The man who wakes up, after finding a harness with the light attached makes his way through this subterranean location, eventually coming upon a gate, when he gets through, there’s a weird screen that is slightly undecipherable, and then when we can understand the words, we don’t know what they’re talking about. So, the man – who doesn’t know who or where he is – continues on, eventually meeting up with another man who is seemingly grafted to some roots that are coming down from somewhere above. The tree-guy says that he’s the Architect, mumbles something else and then when our mystery hero hears some roars, the Architect tell him he should just commit suicide. Soon, everything goes black and the man regains consciousness again in a small tunnel. He climbs in a direction that eventually leads to him being encapsulated in an opaque glass box, which we see is being taken up via an elevator or wire. The box crashes into another just like it, that we can see has a dead body inside. The man is able to get the box swinging so that it falls off whatever was holding it, allowing him to crash through it. This is where we soon encounter what the roaring was, we meet a person in a white bio-hazmat suit, who captures the man in a net, taking him into a small lab.

The movie, which kind of feels a little like the original CUBE movie and sort of like THE FOUNTAIN, never really gets that clear on what the whole purpose is. We learn something about the government has created this industry called Eden Log, which is supposedly using a tree to power their city/world, and that the government is actually covering up what their really doing. Which, I think has something to do with feeding underground workers the sap from the tree, then when they eventually die, using the bodies as the actual power source. The tree, is attempting to fight back and uses it’s sap to mutate the underground workers to try and overrun the government, and somehow our main character is both infected but somehow able to control himself, so he has both his mental faculties, to try and help the woman he encounters, but also will become enraged and overpowered by this animal instinct and basically rape her later.

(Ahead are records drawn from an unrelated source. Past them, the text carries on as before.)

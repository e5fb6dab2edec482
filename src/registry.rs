//! Thread-safe collection of pools keyed by token pair and fee tier.
//!
//! Each pool sits behind its own mutex together with its position ledger,
//! so every mutation on one pool is serialized while different pools run
//! in parallel. The outer map lock is only held for lookups and inserts.

use crate::error::Error;
use crate::pool::{FeeTier, Pool, Slot0, SwapParams, SwapResult, sort_tokens};
use crate::position::{PositionKey, PositionLedger};
use crate::FastMap;
use alloy_primitives::{Address, B256, U256, keccak256};
use parking_lot::{Mutex, RwLock};
use std::fmt;
use std::sync::Arc;
use std::time::{SystemTime, UNIX_EPOCH};
use tracing::debug;

/// Source of the current time, in UNIX seconds, for deadline checks.
pub trait Clock: Send + Sync {
    fn now(&self) -> u64;
}

#[derive(Debug, Clone, Copy, Default)]
pub struct SystemClock;

impl Clock for SystemClock {
    fn now(&self) -> u64 {
        SystemTime::now()
            .duration_since(UNIX_EPOCH)
            .map(|elapsed| elapsed.as_secs())
            .unwrap_or_default()
    }
}

impl<F> Clock for F
where
    F: Fn() -> u64 + Send + Sync,
{
    fn now(&self) -> u64 {
        self()
    }
}

/// Canonical pool identity: sorted tokens plus fee tier.
#[derive(Debug, Clone, Copy, PartialEq, Eq, Hash)]
#[cfg_attr(feature = "serde", derive(serde::Serialize, serde::Deserialize))]
pub struct PoolKey {
    pub token0: Address,
    pub token1: Address,
    pub fee: FeeTier,
}

impl PoolKey {
    pub fn new(token_a: Address, token_b: Address, fee: u32) -> Result<Self, Error> {
        if token_a == token_b {
            return Err(Error::IdenticalTokens(token_a));
        }
        let fee = FeeTier::try_from(fee)?;
        let (token0, token1) = sort_tokens(token_a, token_b);
        Ok(Self {
            token0,
            token1,
            fee,
        })
    }

    /// `keccak256(token0 ‖ token1 ‖ fee)`, fee as big-endian `u32`.
    pub fn id(&self) -> PoolId {
        let mut buf = [0u8; 44];
        buf[..20].copy_from_slice(self.token0.as_slice());
        buf[20..40].copy_from_slice(self.token1.as_slice());
        buf[40..].copy_from_slice(&self.fee.fee_pips().to_be_bytes());
        PoolId(keccak256(buf))
    }
}

#[derive(Debug, Clone, Copy, PartialEq, Eq, Hash, PartialOrd, Ord)]
#[cfg_attr(feature = "serde", derive(serde::Serialize, serde::Deserialize))]
pub struct PoolId(pub B256);

impl fmt::Display for PoolId {
    fn fmt(&self, f: &mut fmt::Formatter<'_>) -> fmt::Result {
        write!(f, "{}", self.0)
    }
}

/// Read-only copy of a pool's state.
#[derive(Debug, Clone, PartialEq, Eq)]
#[cfg_attr(feature = "serde", derive(serde::Serialize, serde::Deserialize))]
pub struct PoolSnapshot {
    pub id: PoolId,
    pub key: PoolKey,
    /// `None` until the pool is initialized.
    pub slot0: Option<Slot0>,
    pub liquidity: u128,
    pub fee_growth_global_0_x128: U256,
    pub fee_growth_global_1_x128: U256,
    pub initialized_ticks: Vec<i32>,
    pub positions: usize,
}

#[derive(Debug)]
struct PoolEntry {
    key: PoolKey,
    pool: Pool,
    positions: PositionLedger,
}

type SharedEntry = Arc<Mutex<PoolEntry>>;

pub struct PoolRegistry<C: Clock = SystemClock> {
    pools: RwLock<FastMap<PoolId, SharedEntry>>,
    clock: C,
}

impl PoolRegistry<SystemClock> {
    pub fn new() -> Self {
        Self::with_clock(SystemClock)
    }
}

impl Default for PoolRegistry<SystemClock> {
    fn default() -> Self {
        Self::new()
    }
}

impl<C: Clock> PoolRegistry<C> {
    pub fn with_clock(clock: C) -> Self {
        Self {
            pools: RwLock::new(FastMap::default()),
            clock,
        }
    }

    /// Registers an uninitialized pool for the pair and fee.
    pub fn create_pool(&self, token_a: Address, token_b: Address, fee: u32) -> Result<PoolId, Error> {
        let key = PoolKey::new(token_a, token_b, fee)?;
        let id = key.id();

        let mut pools = self.pools.write();
        if pools.contains_key(&id) {
            return Err(Error::PoolAlreadyExists);
        }
        let entry = PoolEntry {
            key,
            pool: Pool::new(key.token0, key.token1, key.fee)?,
            positions: PositionLedger::new(),
        };
        pools.insert(id, Arc::new(Mutex::new(entry)));
        drop(pools);

        debug!(pool = %id, token0 = %key.token0, token1 = %key.token1, fee = %key.fee, "pool created");
        Ok(id)
    }

    /// Id of the pool for the pair and fee, if it was created.
    pub fn get_pool(&self, token_a: Address, token_b: Address, fee: u32) -> Option<PoolId> {
        let id = PoolKey::new(token_a, token_b, fee).ok()?.id();
        self.pools.read().contains_key(&id).then_some(id)
    }

    pub fn pool_ids(&self) -> Vec<PoolId> {
        self.pools.read().keys().copied().collect()
    }

    pub fn len(&self) -> usize {
        self.pools.read().len()
    }

    pub fn is_empty(&self) -> bool {
        self.pools.read().is_empty()
    }

    fn entry(&self, id: &PoolId) -> Result<SharedEntry, Error> {
        self.pools.read().get(id).cloned().ok_or(Error::PoolNotFound)
    }

    /// Runs `f` with read access to the pool and its ledger while holding
    /// the pool lock.
    pub fn with_pool<R>(
        &self,
        id: &PoolId,
        f: impl FnOnce(&Pool, &PositionLedger) -> R,
    ) -> Result<R, Error> {
        let entry = self.entry(id)?;
        let guard = entry.lock();
        Ok(f(&guard.pool, &guard.positions))
    }

    pub fn snapshot(&self, id: &PoolId) -> Result<PoolSnapshot, Error> {
        let entry = self.entry(id)?;
        let guard = entry.lock();
        let (fee_growth_global_0_x128, fee_growth_global_1_x128) = guard.pool.fee_growth_global();
        Ok(PoolSnapshot {
            id: *id,
            key: guard.key,
            slot0: guard.pool.slot0().ok(),
            liquidity: guard.pool.liquidity(),
            fee_growth_global_0_x128,
            fee_growth_global_1_x128,
            initialized_ticks: guard.pool.initialized_ticks(),
            positions: guard.positions.len(),
        })
    }

    pub fn initialize(&self, id: &PoolId, sqrt_price_x96: U256) -> Result<Slot0, Error> {
        let entry = self.entry(id)?;
        let mut guard = entry.lock();
        guard.pool.initialize(sqrt_price_x96)
    }

    pub fn mint(
        &self,
        id: &PoolId,
        owner: Address,
        tick_lower: i32,
        tick_upper: i32,
        amount: u128,
    ) -> Result<(U256, U256), Error> {
        let entry = self.entry(id)?;
        let mut guard = entry.lock();
        let PoolEntry {
            pool, positions, ..
        } = &mut *guard;
        positions.mint(pool, owner, tick_lower, tick_upper, amount)
    }

    pub fn burn(
        &self,
        id: &PoolId,
        caller: Address,
        key: PositionKey,
        amount: u128,
    ) -> Result<(U256, U256), Error> {
        let entry = self.entry(id)?;
        let mut guard = entry.lock();
        let PoolEntry {
            pool, positions, ..
        } = &mut *guard;
        positions.burn(pool, caller, key, amount)
    }

    pub fn collect(
        &self,
        id: &PoolId,
        caller: Address,
        key: PositionKey,
        amount0_requested: u128,
        amount1_requested: u128,
    ) -> Result<(u128, u128), Error> {
        let entry = self.entry(id)?;
        let mut guard = entry.lock();
        let PoolEntry {
            pool, positions, ..
        } = &mut *guard;
        positions.collect(pool, caller, key, amount0_requested, amount1_requested)
    }

    pub fn set_approval_for_all(
        &self,
        id: &PoolId,
        owner: Address,
        operator: Address,
        approved: bool,
    ) -> Result<(), Error> {
        let entry = self.entry(id)?;
        entry
            .lock()
            .positions
            .set_approval_for_all(owner, operator, approved);
        Ok(())
    }

    /// Executes a swap. The deadline in `params`, if any, is checked against
    /// the registry's clock.
    pub fn swap(&self, id: &PoolId, params: SwapParams) -> Result<SwapResult, Error> {
        let entry = self.entry(id)?;
        let now = self.clock.now();
        entry.lock().pool.swap(params, now)
    }

    /// Same as [`swap`](Self::swap) without committing anything.
    pub fn quote(&self, id: &PoolId, params: SwapParams) -> Result<SwapResult, Error> {
        let entry = self.entry(id)?;
        let now = self.clock.now();
        entry.lock().pool.quote(params, now)
    }
}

The star, whose name we later learn is Tolbiac, is played by Clovis Cornillac. He is great as the brooding, nearly silent guy that we follow as he tries to unravel not only his own identity, but what is going on around him. Which by the end of the movie, he knows who he is and sacrifices himself to help the tree to freedom. (I don’t feel that it’s either a spoiler, or important a detail to give away that this happens, because this movie is definitely a work of visual art, more than it’s meant to be a literate story.) But, the movie is an interesting endeavor by the first time feature director, Franck Vestiel. While the fact that this movie could have all been filmed on one soundstage, dressed differently to seem like different levels (as the character has to travel from floor -4 to ground-level), the effects are all great. Whether it’s the creature makeup on the mutants, or the (still noticeably CGI) effects dealing with the tree. I feel like it’s to the benefit of the movie that it’s so dark, it lets a lot more of the movie play in our imaginations. But, it doesn’t let us down when we can see what’s happening. And like KONTROLL, actually, both movies feature a great soundtrack of trance/techno-like music, that helps set the moods for both movies.